I’m not sure that I follow his Islam example.  Mormons, like evangelicals believe Jesus is the Son of God, our Savior, etc.  So I think his comparison to Muhammad is off.  While evangelicals and Mormons agree that we have different beliefs about the Trinity, to me that is not a reason to say that Mormons are not Christians, though it is obvious that Stetzer disagrees with me on that point.  (I respond that the word Trinity–or triune God–never appears in the Bible, so to me the Trinity is a non-biblical doctrine.  I agree that Trinity has centuries of historical support among traditional Christians.)

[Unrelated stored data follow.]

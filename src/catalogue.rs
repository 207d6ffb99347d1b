use serde::{Deserialize, Serialize};
use std::collections::{BTreeMap, BTreeSet};
use std::path::Path;

use crate::error::StorageError;
use crate::model::PanoramaRecord;
use crate::store;

type CatalogueFile = BTreeMap<String, Vec<(f64, f64, String)>>;

#[derive(Debug, Clone, Default, PartialEq, Serialize, Deserialize)]
#[serde(from = "CatalogueFile", into = "CatalogueFile")]
pub struct Catalogue {
    countries: BTreeMap<String, BTreeMap<String, PanoramaRecord>>,
}

impl Catalogue {
    pub fn new() -> Self {
        Self::default()
    }

    pub fn load(path: &Path) -> Result<Self, StorageError> {
        store::load_json_or_default(path)
    }

    pub fn save(&self, path: &Path) -> Result<(), StorageError> {
        store::save_json(path, self)
    }

    /// Insert a record under `country`. Returns `false` when the panorama id was
    /// already catalogued for that country; the first-seen coordinates win.
    pub fn insert(&mut self, country: &str, record: PanoramaRecord) -> bool {
        let records = self.countries.entry(country.to_string()).or_default();
        if records.contains_key(&record.pano_id) {
            return false;
        }
        records.insert(record.pano_id.clone(), record);
        true
    }

    /// Union `other` into `self`, country by country. Returns the number of new records.
    pub fn merge(&mut self, other: &Catalogue) -> usize {
        let mut added = 0;
        for (country, record) in other.iter() {
            if self.insert(country, record.clone()) {
                added += 1;
            }
        }
        added
    }

    /// A new snapshot holding the union of both catalogues.
    pub fn merged(&self, other: &Catalogue) -> Catalogue {
        let mut out = self.clone();
        out.merge(other);
        out
    }

    /// Drop every record carrying `pano_id`, whatever its coordinates.
    /// Returns the countries it was removed from.
    pub fn remove_pano(&mut self, pano_id: &str) -> Vec<String> {
        let mut touched = Vec::new();
        for (country, records) in self.countries.iter_mut() {
            if records.remove(pano_id).is_some() {
                touched.push(country.clone());
            }
        }
        touched
    }

    pub fn contains_pano(&self, pano_id: &str) -> bool {
        self.countries.values().any(|r| r.contains_key(pano_id))
    }

    pub fn countries(&self) -> impl Iterator<Item = &str> {
        self.countries.keys().map(String::as_str)
    }

    pub fn records(&self, country: &str) -> impl Iterator<Item = &PanoramaRecord> {
        self.countries.get(country).into_iter().flat_map(|r| r.values())
    }

    /// Every (country, record) pair in country order.
    pub fn iter(&self) -> impl Iterator<Item = (&str, &PanoramaRecord)> {
        self.countries
            .iter()
            .flat_map(|(c, records)| records.values().map(move |r| (c.as_str(), r)))
    }

    pub fn pano_ids(&self) -> BTreeSet<String> {
        self.iter().map(|(_, r)| r.pano_id.clone()).collect()
    }

    pub fn country_count(&self) -> usize {
        self.countries.len()
    }

    pub fn record_count(&self) -> usize {
        self.countries.values().map(BTreeMap::len).sum()
    }

    pub fn is_empty(&self) -> bool {
        self.record_count() == 0
    }
}

impl From<CatalogueFile> for Catalogue {
    fn from(file: CatalogueFile) -> Self {
        let mut catalogue = Catalogue::new();
        for (country, triples) in file {
            // Countries with no records still round-trip.
            catalogue.countries.entry(country.clone()).or_default();
            for triple in triples {
                catalogue.insert(&country, PanoramaRecord::from_triple(triple));
            }
        }
        catalogue
    }
}

impl From<Catalogue> for CatalogueFile {
    fn from(catalogue: Catalogue) -> Self {
        catalogue
            .countries
            .into_iter()
            .map(|(country, records)| {
                let triples = records.into_values().map(|r| r.to_triple()).collect();
                (country, triples)
            })
            .collect()
    }
}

I guess this hearkens back to the issue in the First Century when Christ’s early followers were considered Jews.  It really wasn’t until the 2nd century that Christians considered themselves separate from Judaism.  Should Mormons make a similar break?  Terryl Givens has also advocated that Mormonism should be referred to as a new religion, so Stetzer isn’t alone in this thought.  Should Mormons embrace the concept of a new religion, rather than simply being another Christian denomination?  Are we so different that we shouldn’t accept the Christian name anymore?  From Stetzer’s perspective, it would be as if Christians preferred to call themselves Jews rather than Christians.  Stetzer says

Mormonism is a different faith or religion. Three out of four Protestant pastors (and it’s higher for evangelicals) agree that Mormons are not Christians.

The problem is that most Mormons want to use the Christian label without believing biblical, Christian theology.

What do you think of Stetzer’s positions?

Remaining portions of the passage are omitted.